*Work task*: Note each line of the entries that includes "used". Then copy those lines.

*Stored data entries*:
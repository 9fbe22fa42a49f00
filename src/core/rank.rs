//! Card ranks ordered by strength.
//!
//! Ranks use their face value for the numbered cards, so the raw encoding is
//! 3..=10 for the pips, then 11 = Jack, 12 = Queen, 13 = King, 14 = Ace,
//! 15 = "2", 16 = Small Joker and 17 = Big Joker. Comparing two `Rank`s
//! compares their strength.

use serde::{Deserialize, Serialize};

use super::error::{Result, SolverError};

/// One of the 15 card ranks.
///
/// ```
/// use dou_solver::core::Rank;
///
/// let ace = Rank::new(14).unwrap();
/// assert_eq!(ace, Rank::ACE);
/// assert!(Rank::TWO > Rank::ACE);
/// assert!(Rank::new(2).is_err());
/// ```
#[derive(Clone, Copy, Debug, PartialEq, Eq, Hash, PartialOrd, Ord, Serialize, Deserialize)]
#[serde(try_from = "u8", into = "u8")]
pub struct Rank(u8);

impl Rank {
    pub const THREE: Rank = Rank(3);
    pub const FOUR: Rank = Rank(4);
    pub const FIVE: Rank = Rank(5);
    pub const SIX: Rank = Rank(6);
    pub const SEVEN: Rank = Rank(7);
    pub const EIGHT: Rank = Rank(8);
    pub const NINE: Rank = Rank(9);
    pub const TEN: Rank = Rank(10);
    pub const JACK: Rank = Rank(11);
    pub const QUEEN: Rank = Rank(12);
    pub const KING: Rank = Rank(13);
    pub const ACE: Rank = Rank(14);
    pub const TWO: Rank = Rank(15);
    pub const SMALL_JOKER: Rank = Rank(16);
    pub const BIG_JOKER: Rank = Rank(17);

    /// Number of distinct ranks.
    pub const COUNT: usize = 15;

    /// Create a rank from its raw value, rejecting anything outside 3..=17.
    pub fn new(value: u8) -> Result<Self> {
        if (Self::THREE.0..=Self::BIG_JOKER.0).contains(&value) {
            Ok(Self(value))
        } else {
            Err(SolverError::InvalidRank(value))
        }
    }

    /// Raw rank value (3..=17).
    #[inline]
    #[must_use]
    pub const fn value(self) -> u8 {
        self.0
    }

    /// Zero-based position in strength order (3 → 0, Big Joker → 14).
    #[inline]
    #[must_use]
    pub const fn index(self) -> usize {
        (self.0 - Self::THREE.0) as usize
    }

    /// Inverse of [`Rank::index`].
    #[inline]
    #[must_use]
    pub(crate) const fn from_index(index: usize) -> Self {
        Self(index as u8 + Self::THREE.0)
    }

    /// The rank `steps` positions above this one.
    ///
    /// Only used for runs, which never leave 3..=Ace.
    #[inline]
    #[must_use]
    pub(crate) fn offset(self, steps: u8) -> Self {
        debug_assert!(self.0 + steps <= Self::BIG_JOKER.0);
        Self(self.0 + steps)
    }

    /// All ranks, weakest first.
    pub fn all() -> impl Iterator<Item = Rank> + Clone {
        Self::range(Self::THREE, Self::BIG_JOKER)
    }

    /// Ranks from `low` to `high` inclusive.
    pub fn range(low: Rank, high: Rank) -> impl Iterator<Item = Rank> + Clone {
        (low.0..=high.0).map(Rank)
    }

    #[must_use]
    pub const fn is_joker(self) -> bool {
        self.0 >= Self::SMALL_JOKER.0
    }

    /// Whether the rank may appear in a straight, pair run or airplane body.
    #[must_use]
    pub const fn is_sequence_rank(self) -> bool {
        self.0 <= Self::ACE.0
    }

    /// How many copies of this rank a single deck holds.
    #[must_use]
    pub const fn deck_copies(self) -> u8 {
        if self.is_joker() {
            1
        } else {
            4
        }
    }

    /// Display name used in move labels.
    #[must_use]
    pub const fn name(self) -> &'static str {
        match self.0 {
            3 => "3",
            4 => "4",
            5 => "5",
            6 => "6",
            7 => "7",
            8 => "8",
            9 => "9",
            10 => "10",
            11 => "Jack",
            12 => "Queen",
            13 => "King",
            14 => "Ace",
            15 => "2",
            16 => "Small Joker",
            _ => "Big Joker",
        }
    }
}

impl TryFrom<u8> for Rank {
    type Error = SolverError;

    fn try_from(value: u8) -> Result<Self> {
        Self::new(value)
    }
}

impl From<Rank> for u8 {
    fn from(rank: Rank) -> Self {
        rank.0
    }
}

impl std::fmt::Display for Rank {
    fn fmt(&self, f: &mut std::fmt::Formatter<'_>) -> std::fmt::Result {
        f.write_str(self.name())
    }
}
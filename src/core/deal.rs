//! A pair of hands drawn from one deck.
//!
//! `Deal` is the starting position of a solve: `first` moves first. Both
//! hands together may never need more copies of a rank than a 54-card deck
//! holds.

use serde::{Deserialize, Serialize};

use super::error::{Result, SolverError};
use super::hand::Hand;
use super::rank::Rank;
use super::rng::DealRng;

/// Starting hands of the two players.
#[derive(Clone, Copy, Debug, Default, PartialEq, Eq, Hash, Serialize, Deserialize)]
#[serde(try_from = "DealHands")]
pub struct Deal {
    /// Hand of the player who leads.
    pub first: Hand,
    /// Hand of the player who responds.
    pub second: Hand,
}

/// Unchecked wire form of a [`Deal`].
#[derive(Deserialize)]
struct DealHands {
    first: Hand,
    second: Hand,
}

impl TryFrom<DealHands> for Deal {
    type Error = SolverError;

    fn try_from(raw: DealHands) -> Result<Self> {
        Self::new(raw.first, raw.second)
    }
}

impl Deal {
    /// Pair two hands, checking they fit in one deck.
    pub fn new(first: Hand, second: Hand) -> Result<Self> {
        for rank in Rank::all() {
            let count = first.count(rank) + second.count(rank);
            let limit = rank.deck_copies();
            if count > limit {
                return Err(SolverError::DeckOverflow { rank, count, limit });
            }
        }
        Ok(Self { first, second })
    }

    /// Shuffle a full deck with `seed` and deal `first_len` then `second_len` cards.
    #[must_use]
    pub fn random(seed: u64, first_len: usize, second_len: usize) -> Self {
        assert!(
            first_len + second_len <= 54,
            "Cannot deal {} cards from a 54-card deck",
            first_len + second_len
        );

        let mut deck = Hand::full_deck().to_ranks();
        DealRng::new(seed).shuffle(&mut deck);

        let mut first = Hand::new();
        let mut second = Hand::new();
        for &rank in &deck[..first_len] {
            first.give(rank, 1);
        }
        for &rank in &deck[first_len..first_len + second_len] {
            second.give(rank, 1);
        }

        Self { first, second }
    }

    /// Cards of the deck held by neither player.
    #[must_use]
    pub fn remaining(&self) -> Hand {
        let mut rest = Hand::full_deck();
        for (rank, count) in self.first.iter().chain(self.second.iter()) {
            rest.take(rank, count);
        }
        rest
    }

    /// The same deal with the other player leading.
    #[must_use]
    pub fn swapped(&self) -> Self {
        Self {
            first: self.second,
            second: self.first,
        }
    }
}
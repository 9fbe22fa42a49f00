//! Game tree nodes.
//!
//! Uses arena-based allocation with index references (NodeId) so a tree can
//! be serialized and handed to a presentation layer as-is.

use serde::{Deserialize, Serialize};
use smallvec::SmallVec;

use crate::moves::Move;

/// Index into the [`GameTree`](super::tree::GameTree) node arena.
#[derive(Clone, Copy, Debug, PartialEq, Eq, Hash, Serialize, Deserialize)]
pub struct NodeId(pub u32);

impl NodeId {
    /// Sentinel value representing no node.
    pub const NONE: NodeId = NodeId(u32::MAX);

    #[must_use]
    pub const fn new(id: u32) -> Self {
        Self(id)
    }

    #[inline]
    #[must_use]
    pub const fn is_none(self) -> bool {
        self.0 == u32::MAX
    }

    #[inline]
    #[must_use]
    pub const fn raw(self) -> u32 {
        self.0
    }
}

impl std::fmt::Display for NodeId {
    fn fmt(&self, f: &mut std::fmt::Formatter<'_>) -> std::fmt::Result {
        if self.is_none() {
            write!(f, "NodeId(NONE)")
        } else {
            write!(f, "NodeId({})", self.0)
        }
    }
}

/// One position in the explorable tree.
///
/// `win` is the verdict for the player about to move *after* `mv`, so a
/// child with `win == true` is bad news for whoever just played it.
///
/// An empty `children` list does not mean the position is terminal: check
/// `complete`, and expand again with the live hands if it is not set.
#[derive(Clone, Debug, Serialize, Deserialize)]
pub struct Node {
    /// The move that led here. The root holds a synthetic Pass.
    pub mv: Move,

    /// Can the player to move here force a win?
    pub win: bool,

    /// Parent node (NONE for root).
    pub parent: NodeId,

    /// Plies from the root.
    pub depth: u16,

    /// Expanded children, strongest move first.
    pub children: SmallVec<[NodeId; 8]>,

    /// Every legal move from here has a child.
    pub complete: bool,
}

impl Node {
    /// Create the root node.
    pub fn root() -> Self {
        Self::new(Move::Pass, NodeId::NONE, 0)
    }

    /// Create an unexpanded node reached by `mv`.
    pub fn new(mv: Move, parent: NodeId, depth: u16) -> Self {
        Self {
            mv,
            win: false,
            parent,
            depth,
            children: SmallVec::new(),
            complete: false,
        }
    }

    #[must_use]
    pub fn is_root(&self) -> bool {
        self.parent.is_none()
    }

    /// Expanded and without any legal move: the opponent has already won.
    #[must_use]
    pub fn is_terminal(&self) -> bool {
        self.complete && self.children.is_empty()
    }
}
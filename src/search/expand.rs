//! One-ply expansion of the game tree on top of the solver.
//!
//! Children are created in `legal_moves` order and each gets its verdict from
//! a full solve. By default expansion stops at the first child that loses
//! for its mover, which already proves the parent a win; the remaining
//! siblings are added by a later eager expansion. Children of a node are
//! therefore always a prefix of the eager list, and `complete` records
//! whether that prefix is the whole list.

use std::time::Instant;

use log::{debug, trace};

use super::node::{Node, NodeId};
use super::solver::Solver;
use super::tree::GameTree;
use crate::core::Hand;
use crate::moves::legal_moves;

impl Solver {
    /// Expand `id` given the live hands at that node.
    ///
    /// Short-circuits on the first winning child unless the config asks for
    /// eager expansion, leaving the node incomplete with only the prefix of
    /// children up to that winner. Call [`Solver::expand_all`] on the node to
    /// add the remaining siblings. Returns the node's verdict.
    pub fn expand(&mut self, tree: &mut GameTree, id: NodeId, mover: &Hand, opponent: &Hand) -> bool {
        let short_circuit = !self.config.eager_expansion;
        self.grow(tree, id, mover, opponent, short_circuit)
    }

    /// Expand every legal move of `id`, keeping children already present.
    pub fn expand_all(&mut self, tree: &mut GameTree, id: NodeId, mover: &Hand, opponent: &Hand) -> bool {
        self.grow(tree, id, mover, opponent, false)
    }

    /// [`Solver::expand`] with the hands replayed from the tree's deal.
    pub fn expand_node(&mut self, tree: &mut GameTree, id: NodeId) -> bool {
        let (mover, opponent) = tree.hands_at(id);
        self.expand(tree, id, &mover, &opponent)
    }

    fn grow(&mut self, tree: &mut GameTree, id: NodeId, mover: &Hand, opponent: &Hand, short_circuit: bool) -> bool {
        if tree.get(id).complete {
            return tree.get(id).win;
        }

        let start = Instant::now();
        self.stats.reset();

        if opponent.is_empty() {
            let node = tree.get_mut(id);
            node.win = false;
            node.complete = true;
            debug!("{} is terminal", id);
            return false;
        }

        let last = tree.get(id).mv.clone();
        let depth = tree.get(id).depth + 1;
        let moves = legal_moves(mover, &last);
        let existing = tree.get(id).children.len();

        let mut mover = *mover;
        let mut opponent = *opponent;
        let mut win = false;
        let mut visited = 0;

        for (i, mv) in moves.iter().enumerate() {
            let child_win = if i < existing {
                let child = tree.get(tree.get(id).children[i]);
                debug_assert_eq!(&child.mv, mv, "children must follow legal move order");
                child.win
            } else {
                mv.apply(&mut mover);
                let child_win = self.search(&mut opponent, &mut mover, mv, depth);
                mv.undo(&mut mover);

                let mut child = Node::new(mv.clone(), id, depth);
                child.win = child_win;
                let child_id = tree.alloc(child);
                tree.get_mut(id).children.push(child_id);
                trace!("{} -> {}: {} (next mover wins: {})", id, child_id, mv, child_win);
                child_win
            };

            visited = i + 1;
            if !child_win {
                win = true;
                if short_circuit {
                    break;
                }
            }
        }

        let node = tree.get_mut(id);
        node.win = win;
        node.complete = visited == moves.len();

        self.stats.time_us = start.elapsed().as_micros() as u64;
        debug!(
            "expanded {}: win={} children={}/{} complete={} states={} {}us",
            id,
            win,
            node.children.len(),
            moves.len(),
            node.complete,
            self.stats.states,
            self.stats.time_us
        );
        win
    }
}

*Exercise response*:
    /// Only used for runs, which never leave 3..=Ace.
    /// Display name used in move labels.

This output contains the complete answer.